The coupling of protonation and reduction in proteins with multiple redox centers:: Theory, computational method, and application to cytochrome c3

The coupling of protonation and reduction is crucial in many biological charge transfer reactions and is known as redox Bohr effect. It is caused by electrostatic interactions between protonatable and redox-active groups. In this study, I describe a method to calculate protonation and oxidation probabilities depending on the solution pH and redox potential. The energetic calculations are based on the linearized Poisson-Boltzmann equation. The actual calculation of the oxidation and protonation probabilities is done with a hybrid statistical mechanics/Tanford-Roxby approach. The method is applied to cytochrome c(3), a small protein that binds four hemes. The protein is known for coupling a protonation to the reduction reactions. The propionate D of heme I shows the strongest redox potential dependence of its protonation probability and is thus most likely responsible for the redox Bohr effect.
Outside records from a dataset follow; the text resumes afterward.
//! Export configuration.

use std::path::PathBuf;

/// Method description written into the provenance note.
pub const DEFAULT_METHOD_NOTE: &str =
    "This file was created using Rust, rust_xlsxwriter, and batched Yahoo Finance requests.";

/// Where and how reports are written.
#[derive(Debug, Clone, PartialEq, Eq)]
pub struct ExportConfig {
    /// Directory receiving the output files; created if missing.
    pub output_dir: PathBuf,
    /// Text after `Method:` in the provenance note.
    pub method_note: String,
}

impl Default for ExportConfig {
    fn default() -> Self {
        Self { output_dir: PathBuf::from("."), method_note: DEFAULT_METHOD_NOTE.to_string() }
    }
}

impl ExportConfig {
    /// Default configuration writing into `output_dir`.
    #[must_use]
    pub fn in_dir(output_dir: impl Into<PathBuf>) -> Self {
        Self { output_dir: output_dir.into(), ..Self::default() }
    }
}
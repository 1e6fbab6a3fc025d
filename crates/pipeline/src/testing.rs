//! In-memory collaborators for pipeline tests.

use std::{
    collections::BTreeMap,
    sync::{
        Mutex,
        atomic::{AtomicBool, Ordering},
    },
};

use async_trait::async_trait;
use cefnav_primitives::{
    BalanceSheet, DailyClose, Date, DateWindow, FundRecord, PriceBatch, ReportingPeriod, Symbol,
};
use cefnav_traits::{
    FundamentalsSource, PriceSource, ProfileSource, ProgressSink, ReferenceSource, SourceError,
};

pub(crate) fn date(y: i32, m: u32, d: u32) -> Date {
    Date::from_ymd_opt(y, m, d).unwrap()
}

pub(crate) fn sym(s: &str) -> Symbol {
    Symbol::new(s)
}

#[derive(Debug, Default)]
pub(crate) struct FakeReference {
    pub(crate) records: Vec<FundRecord>,
}

#[async_trait]
impl ReferenceSource for FakeReference {
    async fn load(&self) -> Result<Vec<FundRecord>, SourceError> {
        Ok(self.records.clone())
    }
}

#[derive(Debug, Default)]
pub(crate) struct FakePrices {
    pub(crate) bulk: BTreeMap<Symbol, Vec<DailyClose>>,
    pub(crate) retry: BTreeMap<Symbol, Vec<DailyClose>>,
    pub(crate) fail_bulk: bool,
    pub(crate) retried: Mutex<Vec<Symbol>>,
}

impl FakePrices {
    pub(crate) fn with_bulk(mut self, symbol: &str, closes: &[(Date, f64)]) -> Self {
        self.bulk
            .insert(sym(symbol), closes.iter().map(|(d, c)| DailyClose::new(*d, *c)).collect());
        self
    }

    pub(crate) fn with_retry(mut self, symbol: &str, closes: &[(Date, f64)]) -> Self {
        self.retry
            .insert(sym(symbol), closes.iter().map(|(d, c)| DailyClose::new(*d, *c)).collect());
        self
    }

    pub(crate) fn retried(&self) -> Vec<Symbol> {
        self.retried.lock().unwrap().clone()
    }
}

#[async_trait]
impl PriceSource for FakePrices {
    async fn fetch_batch(
        &self,
        symbols: &[Symbol],
        _window: &DateWindow,
    ) -> Result<PriceBatch, SourceError> {
        if self.fail_bulk {
            return Err(SourceError::Http("bulk endpoint down".to_string()));
        }
        if let [only] = symbols {
            return Ok(PriceBatch::Flat(self.bulk.get(only).cloned().unwrap_or_default()));
        }
        Ok(PriceBatch::Nested(
            symbols
                .iter()
                .filter_map(|s| self.bulk.get(s).map(|series| (s.clone(), series.clone())))
                .collect(),
        ))
    }

    async fn fetch_symbol(
        &self,
        symbol: &Symbol,
        _window: &DateWindow,
    ) -> Result<Vec<DailyClose>, SourceError> {
        self.retried.lock().unwrap().push(symbol.clone());
        self.retry
            .get(symbol)
            .cloned()
            .ok_or_else(|| SourceError::SymbolNotFound(symbol.to_string()))
    }
}

#[derive(Debug, Default)]
pub(crate) struct FakeFundamentals {
    pub(crate) sheets: BTreeMap<Symbol, BalanceSheet>,
    pub(crate) requested: Mutex<Vec<(Symbol, ReportingPeriod)>>,
}

impl FakeFundamentals {
    pub(crate) fn with_item(mut self, symbol: &str, report: Date, item: &str, value: f64) -> Self {
        self.sheets.entry(sym(symbol)).or_default().insert(report, item, value);
        self
    }
}

#[async_trait]
impl FundamentalsSource for FakeFundamentals {
    async fn balance_sheet(
        &self,
        symbol: &Symbol,
        period: ReportingPeriod,
    ) -> Result<BalanceSheet, SourceError> {
        self.requested.lock().unwrap().push((symbol.clone(), period));
        self.sheets.get(symbol).cloned().ok_or_else(|| SourceError::NoData(symbol.to_string()))
    }
}

#[derive(Debug, Default)]
pub(crate) struct FakeProfiles {
    pub(crate) names: BTreeMap<Symbol, String>,
    pub(crate) failing: Vec<Symbol>,
}

impl FakeProfiles {
    pub(crate) fn with_name(mut self, symbol: &str, name: &str) -> Self {
        self.names.insert(sym(symbol), name.to_string());
        self
    }
}

#[async_trait]
impl ProfileSource for FakeProfiles {
    async fn display_name(&self, symbol: &Symbol) -> Result<Option<String>, SourceError> {
        if self.failing.contains(symbol) {
            return Err(SourceError::Http("profile lookup failed".to_string()));
        }
        Ok(self.names.get(symbol).cloned())
    }
}

#[derive(Debug, Default)]
pub(crate) struct RecordingProgress {
    pub(crate) steps: Mutex<Vec<(usize, usize, Symbol)>>,
    pub(crate) finished: AtomicBool,
}

impl RecordingProgress {
    pub(crate) fn steps(&self) -> Vec<(usize, usize, Symbol)> {
        self.steps.lock().unwrap().clone()
    }

    pub(crate) fn finished(&self) -> bool {
        self.finished.load(Ordering::SeqCst)
    }
}

impl ProgressSink for RecordingProgress {
    fn advance(&self, done: usize, total: usize, symbol: &Symbol) {
        self.steps.lock().unwrap().push((done, total, symbol.clone()));
    }

    fn finish(&self) {
        self.finished.store(true, Ordering::SeqCst);
    }
}
//! Endpoint and client configuration.

use std::time::Duration;

use cefnav_traits::SourceError;

/// Published fund/NAV ticker workbook.
pub const DEFAULT_REFERENCE_URL: &str =
    "https://github.com/Lukasmc92/NAV-Tickers/raw/refs/heads/main/Tickers.xlsx";

/// Configuration for [`crate::YahooSource`].
#[derive(Debug, Clone, PartialEq, Eq)]
pub struct YahooConfig {
    /// Host serving quoteSummary and the crumb endpoint.
    pub query1_url: String,
    /// Host serving fundamentals-timeseries.
    pub query2_url: String,
    /// URL that hands out the session cookie.
    pub cookie_url: String,
    /// User agent sent with every request.
    pub user_agent: String,
    /// Per-request timeout.
    pub timeout: Duration,
    /// Chart requests kept in flight during a bulk price fetch.
    pub max_concurrent_requests: usize,
}

impl Default for YahooConfig {
    fn default() -> Self {
        Self {
            query1_url: "https://query1.finance.yahoo.com".to_string(),
            query2_url: "https://query2.finance.yahoo.com".to_string(),
            cookie_url: "https://fc.yahoo.com".to_string(),
            user_agent: "Mozilla/5.0 (Windows NT 10.0; Win64; x64) AppleWebKit/537.36".to_string(),
            timeout: Duration::from_secs(30),
            max_concurrent_requests: 8,
        }
    }
}

impl YahooConfig {
    /// Point every endpoint at `base`.
    #[must_use]
    pub fn with_base_url(base: impl Into<String>) -> Self {
        let base = base.into();
        Self {
            query1_url: base.clone(),
            query2_url: base.clone(),
            cookie_url: base,
            ..Self::default()
        }
    }

    /// Check the configuration.
    ///
    /// # Errors
    /// Returns `SourceError::Malformed` if no requests would be allowed in
    /// flight.
    pub fn validate(&self) -> Result<(), SourceError> {
        if self.max_concurrent_requests == 0 {
            return Err(SourceError::Malformed(
                "max_concurrent_requests must be at least 1".to_string(),
            ));
        }
        Ok(())
    }
}
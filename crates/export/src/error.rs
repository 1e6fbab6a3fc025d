//! Error types for report export.

/// Errors that can occur while writing a report.
#[derive(Debug, thiserror::Error)]
pub enum ExportError {
    /// Spreadsheet could not be built or saved.
    #[error("spreadsheet error: {0}")]
    Xlsx(#[from] rust_xlsxwriter::XlsxError),

    /// Polars error.
    #[error("data processing error: {0}")]
    Polars(#[from] polars::error::PolarsError),

    /// Filesystem error.
    #[error("io error: {0}")]
    Io(#[from] std::io::Error),
}
//! Progress observation.

use cefnav_primitives::Symbol;

/// Observer notified once per assembled report row.
pub trait ProgressSink: Send + Sync {
    /// Row for `symbol` finished; `done` of `total` rows are complete.
    fn advance(&self, done: usize, total: usize, symbol: &Symbol);

    /// All rows are complete.
    fn finish(&self) {}
}

/// Sink that ignores progress.
#[derive(Debug, Clone, Copy, Default)]
pub struct NoProgress;

impl ProgressSink for NoProgress {
    fn advance(&self, _done: usize, _total: usize, _symbol: &Symbol) {}
}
The computational results agree well with experimental data. Because of the interactions between the many titratable groups in proteins, titration curves often deviate significantly from the sigmoidal shape of Henderson-Hasselbalch or Nernst titration curves. This deviation requires the definition of pK(a) and E-o values that depend on the pH and solution redox potential. The definitions of pK(a) and E-o values provided in this study are appropriate for discussing the energetics of protonation and redox reactions throughout the whole investigated pH and solution redox potential range.